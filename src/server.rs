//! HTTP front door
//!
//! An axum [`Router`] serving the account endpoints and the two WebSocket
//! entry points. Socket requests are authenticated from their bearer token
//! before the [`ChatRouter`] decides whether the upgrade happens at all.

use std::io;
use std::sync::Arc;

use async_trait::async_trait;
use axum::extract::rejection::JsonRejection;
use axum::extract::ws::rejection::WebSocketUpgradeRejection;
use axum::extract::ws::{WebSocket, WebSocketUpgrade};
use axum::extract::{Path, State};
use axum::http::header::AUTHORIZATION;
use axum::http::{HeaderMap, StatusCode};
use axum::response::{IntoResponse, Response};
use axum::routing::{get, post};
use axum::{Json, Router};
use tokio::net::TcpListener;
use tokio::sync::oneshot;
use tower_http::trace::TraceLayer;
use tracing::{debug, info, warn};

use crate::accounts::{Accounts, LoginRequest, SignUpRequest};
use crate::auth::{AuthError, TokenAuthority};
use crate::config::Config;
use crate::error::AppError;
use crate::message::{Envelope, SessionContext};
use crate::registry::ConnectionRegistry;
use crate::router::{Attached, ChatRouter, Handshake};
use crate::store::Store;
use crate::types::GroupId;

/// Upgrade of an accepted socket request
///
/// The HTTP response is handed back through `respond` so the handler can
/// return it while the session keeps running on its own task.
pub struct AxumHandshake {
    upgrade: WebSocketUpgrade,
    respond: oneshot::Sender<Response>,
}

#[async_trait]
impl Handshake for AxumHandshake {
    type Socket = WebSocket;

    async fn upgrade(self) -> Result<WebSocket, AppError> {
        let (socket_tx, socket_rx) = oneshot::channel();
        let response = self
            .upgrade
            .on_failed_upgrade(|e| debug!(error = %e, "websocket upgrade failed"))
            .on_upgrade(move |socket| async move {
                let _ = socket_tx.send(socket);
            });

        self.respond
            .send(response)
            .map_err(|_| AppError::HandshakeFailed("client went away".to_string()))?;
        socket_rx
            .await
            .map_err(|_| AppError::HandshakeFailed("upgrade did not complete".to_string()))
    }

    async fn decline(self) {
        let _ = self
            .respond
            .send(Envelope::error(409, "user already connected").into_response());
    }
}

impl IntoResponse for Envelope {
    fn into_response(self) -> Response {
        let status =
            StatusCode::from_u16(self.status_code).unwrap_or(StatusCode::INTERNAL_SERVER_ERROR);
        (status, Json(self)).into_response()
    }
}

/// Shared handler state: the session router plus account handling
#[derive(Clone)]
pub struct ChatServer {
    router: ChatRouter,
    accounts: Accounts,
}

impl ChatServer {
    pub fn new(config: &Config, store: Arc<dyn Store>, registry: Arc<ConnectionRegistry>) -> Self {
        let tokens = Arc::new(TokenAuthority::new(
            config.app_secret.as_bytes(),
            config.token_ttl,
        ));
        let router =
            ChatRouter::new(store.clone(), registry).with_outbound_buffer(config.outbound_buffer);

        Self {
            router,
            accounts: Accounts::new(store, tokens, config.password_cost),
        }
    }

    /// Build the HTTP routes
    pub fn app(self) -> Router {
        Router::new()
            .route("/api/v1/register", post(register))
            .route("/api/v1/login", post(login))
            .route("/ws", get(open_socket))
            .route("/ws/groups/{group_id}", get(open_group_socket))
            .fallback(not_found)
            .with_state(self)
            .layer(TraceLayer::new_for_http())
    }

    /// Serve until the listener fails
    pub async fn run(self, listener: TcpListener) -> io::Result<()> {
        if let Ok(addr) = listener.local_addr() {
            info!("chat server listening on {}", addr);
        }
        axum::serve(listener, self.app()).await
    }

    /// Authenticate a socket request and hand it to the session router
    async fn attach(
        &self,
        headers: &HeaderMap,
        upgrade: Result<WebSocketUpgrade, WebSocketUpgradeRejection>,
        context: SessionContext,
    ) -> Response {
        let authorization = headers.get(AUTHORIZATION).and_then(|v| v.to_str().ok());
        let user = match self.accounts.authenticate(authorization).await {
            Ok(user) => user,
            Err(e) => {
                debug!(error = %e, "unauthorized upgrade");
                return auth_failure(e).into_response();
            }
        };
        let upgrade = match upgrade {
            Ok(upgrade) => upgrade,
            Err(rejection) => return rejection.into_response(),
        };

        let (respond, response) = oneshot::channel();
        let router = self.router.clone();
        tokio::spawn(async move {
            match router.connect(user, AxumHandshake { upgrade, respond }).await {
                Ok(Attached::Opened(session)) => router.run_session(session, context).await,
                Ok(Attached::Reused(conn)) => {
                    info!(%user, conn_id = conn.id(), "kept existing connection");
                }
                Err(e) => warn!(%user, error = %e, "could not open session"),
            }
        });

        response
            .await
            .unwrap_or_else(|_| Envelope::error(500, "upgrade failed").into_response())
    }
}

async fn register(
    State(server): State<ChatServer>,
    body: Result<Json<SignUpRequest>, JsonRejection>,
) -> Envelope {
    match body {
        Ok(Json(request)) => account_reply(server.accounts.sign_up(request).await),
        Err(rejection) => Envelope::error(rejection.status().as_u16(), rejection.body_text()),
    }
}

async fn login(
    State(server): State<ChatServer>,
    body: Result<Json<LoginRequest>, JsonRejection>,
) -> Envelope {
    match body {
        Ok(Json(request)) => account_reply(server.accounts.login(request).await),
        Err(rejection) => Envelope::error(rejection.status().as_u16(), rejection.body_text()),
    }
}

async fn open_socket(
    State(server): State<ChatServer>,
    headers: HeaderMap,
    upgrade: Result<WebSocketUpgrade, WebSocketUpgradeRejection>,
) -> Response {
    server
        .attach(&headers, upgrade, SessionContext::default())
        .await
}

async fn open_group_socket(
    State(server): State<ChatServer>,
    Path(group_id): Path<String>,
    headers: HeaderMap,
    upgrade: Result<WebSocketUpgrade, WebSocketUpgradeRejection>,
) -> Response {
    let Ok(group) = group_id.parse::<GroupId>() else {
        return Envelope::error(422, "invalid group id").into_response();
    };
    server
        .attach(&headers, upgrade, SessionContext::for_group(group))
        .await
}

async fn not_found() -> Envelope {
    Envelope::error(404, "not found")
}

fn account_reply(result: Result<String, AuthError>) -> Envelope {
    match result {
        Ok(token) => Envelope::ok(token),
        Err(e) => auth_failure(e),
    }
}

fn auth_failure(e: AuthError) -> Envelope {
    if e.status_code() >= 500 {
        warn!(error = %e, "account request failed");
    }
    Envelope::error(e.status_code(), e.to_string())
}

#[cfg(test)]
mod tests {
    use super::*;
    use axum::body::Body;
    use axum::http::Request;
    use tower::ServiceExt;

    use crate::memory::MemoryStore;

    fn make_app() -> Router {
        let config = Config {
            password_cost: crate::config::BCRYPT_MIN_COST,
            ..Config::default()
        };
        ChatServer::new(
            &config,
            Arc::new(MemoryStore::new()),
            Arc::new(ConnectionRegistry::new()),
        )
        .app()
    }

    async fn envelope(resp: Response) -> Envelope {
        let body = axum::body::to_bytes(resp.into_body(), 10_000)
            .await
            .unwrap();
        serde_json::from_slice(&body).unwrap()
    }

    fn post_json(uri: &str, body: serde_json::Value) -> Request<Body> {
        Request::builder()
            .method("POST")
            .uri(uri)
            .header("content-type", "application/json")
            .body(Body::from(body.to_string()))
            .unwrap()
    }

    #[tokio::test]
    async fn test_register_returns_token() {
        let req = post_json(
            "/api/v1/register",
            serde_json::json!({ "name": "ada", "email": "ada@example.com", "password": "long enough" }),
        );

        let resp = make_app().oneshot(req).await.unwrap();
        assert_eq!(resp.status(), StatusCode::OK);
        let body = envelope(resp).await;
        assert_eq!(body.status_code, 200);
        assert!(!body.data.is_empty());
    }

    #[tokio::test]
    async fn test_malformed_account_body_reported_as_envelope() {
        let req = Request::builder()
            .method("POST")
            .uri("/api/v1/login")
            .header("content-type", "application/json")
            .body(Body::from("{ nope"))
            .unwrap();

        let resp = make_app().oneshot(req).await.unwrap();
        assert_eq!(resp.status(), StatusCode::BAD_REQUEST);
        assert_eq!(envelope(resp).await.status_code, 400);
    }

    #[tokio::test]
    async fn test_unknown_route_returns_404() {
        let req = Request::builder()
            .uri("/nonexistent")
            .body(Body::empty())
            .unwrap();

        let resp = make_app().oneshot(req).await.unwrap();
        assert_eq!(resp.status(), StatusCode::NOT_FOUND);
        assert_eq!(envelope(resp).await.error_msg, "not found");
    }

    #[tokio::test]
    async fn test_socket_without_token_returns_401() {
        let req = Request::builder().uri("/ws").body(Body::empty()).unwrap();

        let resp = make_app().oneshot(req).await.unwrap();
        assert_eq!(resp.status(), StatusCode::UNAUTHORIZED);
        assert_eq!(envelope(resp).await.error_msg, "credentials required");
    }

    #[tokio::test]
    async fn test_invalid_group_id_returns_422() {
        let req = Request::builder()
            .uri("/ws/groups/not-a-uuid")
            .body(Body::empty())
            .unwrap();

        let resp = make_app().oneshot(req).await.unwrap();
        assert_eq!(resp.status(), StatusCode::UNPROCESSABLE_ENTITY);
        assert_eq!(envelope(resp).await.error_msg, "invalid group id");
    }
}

____________

Work instructions |
Pick every line from the listing holding the string "accounts", and copy it.

Response to the exercise |
use crate::accounts::{Accounts, LoginRequest, SignUpRequest};
    accounts: Accounts,
            accounts: Accounts::new(store, tokens, config.password_cost),
        let user = match self.accounts.authenticate(authorization).await {
        Ok(Json(request)) => account_reply(server.accounts.sign_up(request).await),
        Ok(Json(request)) => account_reply(server.accounts.login(request).await),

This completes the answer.